On Mon, 2021-06-28 at 12:23 +0800, Jason Wang wrote:
> 在 2021/6/25 下午4:37, David Woodhouse 写道:
> > On Fri, 2021-06-25 at 15:33 +0800, Jason Wang wrote:
> > > 在 2021/6/24 下午8:30, David Woodhouse 写道:
> > > > From: David Woodhouse<dwmw@amazon.co.uk>
> > > > 
> > > > When the underlying socket isn't configured with a virtio_net_hdr, the
> > > > existing code in vhost_net_build_xdp() would attempt to validate
> > > > uninitialised data, by copying zero bytes (sock_hlen) into the local
> > > > copy of the header and then trying to validate that.
> > > > 
> > > > Fixing it is somewhat non-trivial because the tun device might put a
> > > > struct tun_pi*before*  the virtio_net_hdr, which makes it hard to find.
> > > > So just stop messing with someone else's data in vhost_net_build_xdp(),
> > > > and let tap and tun validate it for themselves, as they do in the
> > > > non-XDP case anyway.
> > > 
> > > Thinking in another way. All XDP stuffs for vhost is prepared for TAP.
> > > XDP is not expected to work for TUN.
> > > 
> > > So we can simply let's vhost doesn't go with XDP path is the underlayer
> > > socket is TUN.
> > 
> > Actually, IFF_TUN mode per se isn't that complex. It's fixed purely on
> > the tun side by that first patch I posted, which I later expanded a
> > little to factor out tun_skb_set_protocol().
> > 
> > The next two patches in my original set were fixing up the fact that
> > XDP currently assumes that the *socket* will be doing the vhdr, not
> > vhost. Those two weren't tun-specific at all.
> > 
> > It's supporting the PI header (which tun puts *before* the virtio
> > header as I just said) which introduces a tiny bit more complexity.
> 
> 
> This reminds me we need to fix tun_put_user_xdp(),

Good point; thanks.

> but as we've discussed, we need first figure out if PI is worth to
> support for vhost-net.

FWIW I certainly don't care about PI support. The only time anyone
would want PI support is if they need to support protocols *other* than
IPv6 and Legacy IP, over tun mode.

I'm fixing this stuff because when I tried to use vhost-tun + tun for
*sensible* use cases, I ended up having to flounder around trying to
find a combination of settings that actually worked. And that offended
me :)

So I wrote a test case to iterate over various possible combinations of
settings, and then kept typing until that all worked.

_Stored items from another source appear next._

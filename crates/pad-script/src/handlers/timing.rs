//! wait, start_timing, wait_until, get_elapsed

use pad_core::{value, Command, Value};
use pad_timing::TimingReference;
use tracing::{debug, trace};

use crate::context::ExecutionContext;
use crate::error::ScriptResult;
use crate::registry::Flow;

pub(super) fn wait(ctx: &mut ExecutionContext, cmd: &Command) -> ScriptResult<Flow> {
    let ms = ctx.number_arg(cmd, "ms", 0.0)?;
    trace!(ms, "wait");
    ctx.sleep_ms(ms);
    Ok(Flow::Next)
}

pub(super) fn start_timing(ctx: &mut ExecutionContext, _cmd: &Command) -> ScriptResult<Flow> {
    ctx.timing = Some(TimingReference::start());
    debug!(ip = ctx.ip, "timing reference set");
    Ok(Flow::Next)
}

/// Absolute wait against the reference; a plain wait without one
pub(super) fn wait_until(ctx: &mut ExecutionContext, cmd: &Command) -> ScriptResult<Flow> {
    let target_ms = ctx.number_arg(cmd, "ms", 0.0)?;
    match ctx.timing {
        Some(reference) => {
            let result = reference.wait_until(target_ms, &ctx.cancel);
            if let Some(overrun) = result.overrun_ms {
                ctx.set_var(
                    "_wait_until_actual_ms",
                    value::from_f64(target_ms + overrun).unwrap_or(Value::Null),
                );
            }
        }
        None => {
            debug!(target_ms, "wait_until without start_timing, waiting relative");
            ctx.sleep_ms(target_ms);
        }
    }
    Ok(Flow::Next)
}

pub(super) fn get_elapsed(ctx: &mut ExecutionContext, cmd: &Command) -> ScriptResult<Flow> {
    let out = ctx.out_name(cmd, "out", "elapsed");
    let elapsed = match ctx.timing {
        Some(reference) => value::from_f64(reference.elapsed_ms()).unwrap_or(Value::Null),
        None => Value::from(0),
    };
    ctx.set_var(out, elapsed);
    Ok(Flow::Next)
}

The only thing I do feel quite strongly about is that stuff should
either *work*, or *explicitly* fail if it's unsupported.

At this point, although I have no actual use for it myself, I'd
probably just about come down on the side of supporting PI. On the
basis that:

 • I've basically made it work already.

 • It allows those code paths like tun_skb_set_protocol() to be
   consolidated as both calling code paths need the same thing.

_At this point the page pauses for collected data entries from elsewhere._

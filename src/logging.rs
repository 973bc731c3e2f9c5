//! Structured logging setup.
//!
//! The parser only emits `tracing` events; whoever embeds it decides where
//! they go. This helper installs the standard stderr subscriber once at
//! process startup.

use crate::constants::DEFAULT_LOG_LEVEL;
use tracing::debug;
use tracing_subscriber::{EnvFilter, fmt, layer::SubscriberExt, util::SubscriberInitExt};

/// Install a stderr subscriber filtered by `RUST_LOG`
///
/// Falls back to `variant_loader=<level>` when `RUST_LOG` is unset (or
/// `variant_loader=info` when `level` is `None`). Returns `false` if a
/// global subscriber was already installed.
pub fn init_logging(level: Option<&str>) -> bool {
    let log_level = level.unwrap_or(DEFAULT_LOG_LEVEL);

    let filter = EnvFilter::try_from_default_env()
        .unwrap_or_else(|_| EnvFilter::new(format!("variant_loader={}", log_level)));

    let installed = tracing_subscriber::registry()
        .with(filter)
        .with(
            fmt::layer()
                .with_target(false)
                .with_level(true)
                .with_timer(fmt::time::uptime())
                .with_writer(std::io::stderr),
        )
        .try_init()
        .is_ok();

    if installed {
        debug!("Logging initialized at level: {}", log_level);
    }

    installed
}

 • Even in the kernel, and even when modules are as incestuously
   intertwined as vhost-net and tun already are, I'm a strong
   believer in *not* making assumptions about someone else's data,
   so letting *tun* handle its own headers without making those
   assumptions seems like the right thing to do.

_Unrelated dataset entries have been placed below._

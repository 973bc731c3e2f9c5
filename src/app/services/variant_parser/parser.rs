//! Core variant parser implementation
//!
//! This module provides the parser entry point, handling input file
//! location, lazy line iteration, progress reporting and the end-of-run skip
//! summary.

use indicatif::{ProgressBar, ProgressStyle};
use std::fs::File;
use std::io::{BufRead, BufReader};
use std::iter::FusedIterator;
use std::path::{Path, PathBuf};
use tracing::{debug, error, info, warn};

use super::line_counter::{count_lines, count_reader_lines};
use super::record_parser::parse_line;
use super::stats::{ParseStats, SkipReason};
use crate::app::models::VariantRecord;
use crate::config::ParserConfig;
use crate::constants::PROGRESS_TEMPLATE;
use crate::{Error, Result};

/// Parser for delimited variant files
///
/// The parser itself holds only configuration. Each call to
/// [`VariantParser::load_data`] opens the input afresh and returns an
/// independent, forward-only [`VariantRecords`] iterator.
#[derive(Debug, Clone)]
pub struct VariantParser {
    config: ParserConfig,
}

impl VariantParser {
    /// Create a parser after validating its configuration
    pub fn new(config: ParserConfig) -> Result<Self> {
        config.validate()?;
        Ok(Self { config })
    }

    /// Path of the input file inside `data_folder`
    pub fn input_path(&self, data_folder: &Path) -> PathBuf {
        data_folder.join(&self.config.filename)
    }

    /// Open the configured file in `data_folder` and stream its records
    ///
    /// Fails with [`Error::FileNotFound`] before any line is read when the
    /// file is missing.
    pub fn load_data(&self, data_folder: impl AsRef<Path>) -> Result<VariantRecords> {
        let input_file = self.input_path(data_folder.as_ref());

        if !input_file.is_file() {
            error!("Cannot find input file: {}", input_file.display());
            return Err(Error::file_not_found(input_file.display().to_string()));
        }

        // Total line count drives the progress percentage
        let total_lines = count_lines(&input_file)?;

        let file = File::open(&input_file).map_err(|e| {
            Error::io(format!("Failed to open {}", input_file.display()), e)
        })?;

        info!("start reading file: {}", self.config.filename);
        debug!(
            "{} has {} lines, delimiter {:?}",
            input_file.display(),
            total_lines,
            self.config.delimiter
        );

        Ok(VariantRecords::new(
            BufReader::new(file),
            self.config.clone(),
            total_lines,
        ))
    }

    /// Stream records from in-memory content
    pub fn parse_str<'a>(&self, content: &'a str) -> VariantRecords<&'a [u8]> {
        let bytes = content.as_bytes();
        // Counting a byte slice cannot fail
        let total_lines = count_reader_lines(bytes).unwrap_or(0);
        VariantRecords::new(bytes, self.config.clone(), total_lines)
    }

    /// Stream records from any buffered reader with a known line count
    pub fn parse_reader<R: BufRead>(&self, reader: R, total_lines: usize) -> VariantRecords<R> {
        VariantRecords::new(reader, self.config.clone(), total_lines)
    }
}

/// Lazy iterator over the records of one input
///
/// Yields `Ok(record)` for every valid data line. Comment, blank and
/// malformed lines are logged and recorded in [`ParseStats`] instead. A read
/// failure is yielded once as `Err` and ends the iteration. The underlying
/// reader is released when the iterator is dropped.
#[derive(Debug)]
pub struct VariantRecords<R = BufReader<File>> {
    reader: R,
    config: ParserConfig,
    stats: ParseStats,
    buffer: String,
    progress: ProgressBar,
    finished: bool,
}

impl<R: BufRead> VariantRecords<R> {
    fn new(reader: R, config: ParserConfig, total_lines: usize) -> Self {
        let progress = if config.show_progress {
            let pb = ProgressBar::new(total_lines as u64);
            pb.set_style(
                ProgressStyle::default_bar()
                    .template(PROGRESS_TEMPLATE)
                    .unwrap_or_else(|_| ProgressStyle::default_bar())
                    .progress_chars("#>-"),
            );
            pb.set_message(config.filename.clone());
            pb
        } else {
            ProgressBar::hidden()
        };

        Self {
            reader,
            config,
            stats: ParseStats::new(total_lines),
            buffer: String::new(),
            progress,
            finished: false,
        }
    }

    /// Statistics of the lines consumed so far
    pub fn stats(&self) -> &ParseStats {
        &self.stats
    }

    /// Consume the remaining lines, discarding records, and return final statistics
    pub fn finish(mut self) -> Result<ParseStats> {
        for record in self.by_ref() {
            record?;
        }
        Ok(std::mem::take(&mut self.stats))
    }

    /// Log the skip summary once the input is exhausted
    fn complete(&mut self) {
        self.finished = true;
        self.progress.finish_and_clear();

        info!(
            "parse completed, {}/{} lines skipped.",
            self.stats.skipped_count(),
            self.stats.total_lines
        );
        for skipped in &self.stats.skipped {
            info!("skipped line: {}", skipped.content);
        }
    }
}

impl<R: BufRead> Iterator for VariantRecords<R> {
    type Item = Result<VariantRecord>;

    fn next(&mut self) -> Option<Self::Item> {
        if self.finished {
            return None;
        }

        loop {
            self.buffer.clear();
            match self.reader.read_line(&mut self.buffer) {
                Ok(0) => {
                    self.complete();
                    return None;
                }
                Ok(_) => {}
                Err(e) => {
                    self.finished = true;
                    self.progress.abandon();
                    let line_number = self.stats.lines_read + 1;
                    error!("failed to read line {}: {}", line_number, e);
                    return Some(Err(Error::io(
                        format!("Failed to read line {}", line_number),
                        e,
                    )));
                }
            }

            // Every line counts towards progress, including the ones skipped below
            self.stats.lines_read += 1;
            let line_number = self.stats.lines_read;
            self.progress.inc(1);
            debug!(
                "reading line {} ({:.2}%)",
                line_number,
                self.stats.progress_percent()
            );

            let line = self.buffer.trim_end_matches(['\n', '\r']);
            match parse_line(line, &self.config) {
                Ok(record) => {
                    self.stats.records_emitted += 1;
                    return Some(Ok(record));
                }
                Err(reason) => {
                    log_skip(line_number, line, &reason);
                    self.stats.record_skip(line_number, line.trim(), reason);
                }
            }
        }
    }
}

impl<R: BufRead> FusedIterator for VariantRecords<R> {}

impl<R> Drop for VariantRecords<R> {
    fn drop(&mut self) {
        if !self.finished {
            debug!(
                "stopped reading {} after {} of {} lines",
                self.config.filename, self.stats.lines_read, self.stats.total_lines
            );
            self.progress.abandon();
        }
    }
}

fn log_skip(line_number: usize, line: &str, reason: &SkipReason) {
    match reason {
        SkipReason::Comment | SkipReason::Blank => {
            debug!("skipping line {} ({})", line_number, reason);
        }
        SkipReason::FieldCount { fields, .. } => {
            warn!("failed to unpack line {}: {}", line_number, line);
            warn!("got: {:?}", fields);
        }
        SkipReason::InvalidValue { .. } => {
            warn!("failed to cast type for line {}: {} ({})", line_number, line, reason);
        }
    }
}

If we want to support PI, I need to go fix tun_put_user_xdp() as you
noted (and work out how to add that to the test case). And resolve the
fact that configuration might change after tun_get_socket() is called —
and indeed that there might not *be* a configuration at all when
tun_get_socket() is called.


If we *don't* want to support PI, well, the *interesting* part of the
above needs fixing anyway. Because I strongly believe we should
*prevent* it if we don't support it, and we *still* have the case you
point out of the tun vhdr_size being changed at runtime.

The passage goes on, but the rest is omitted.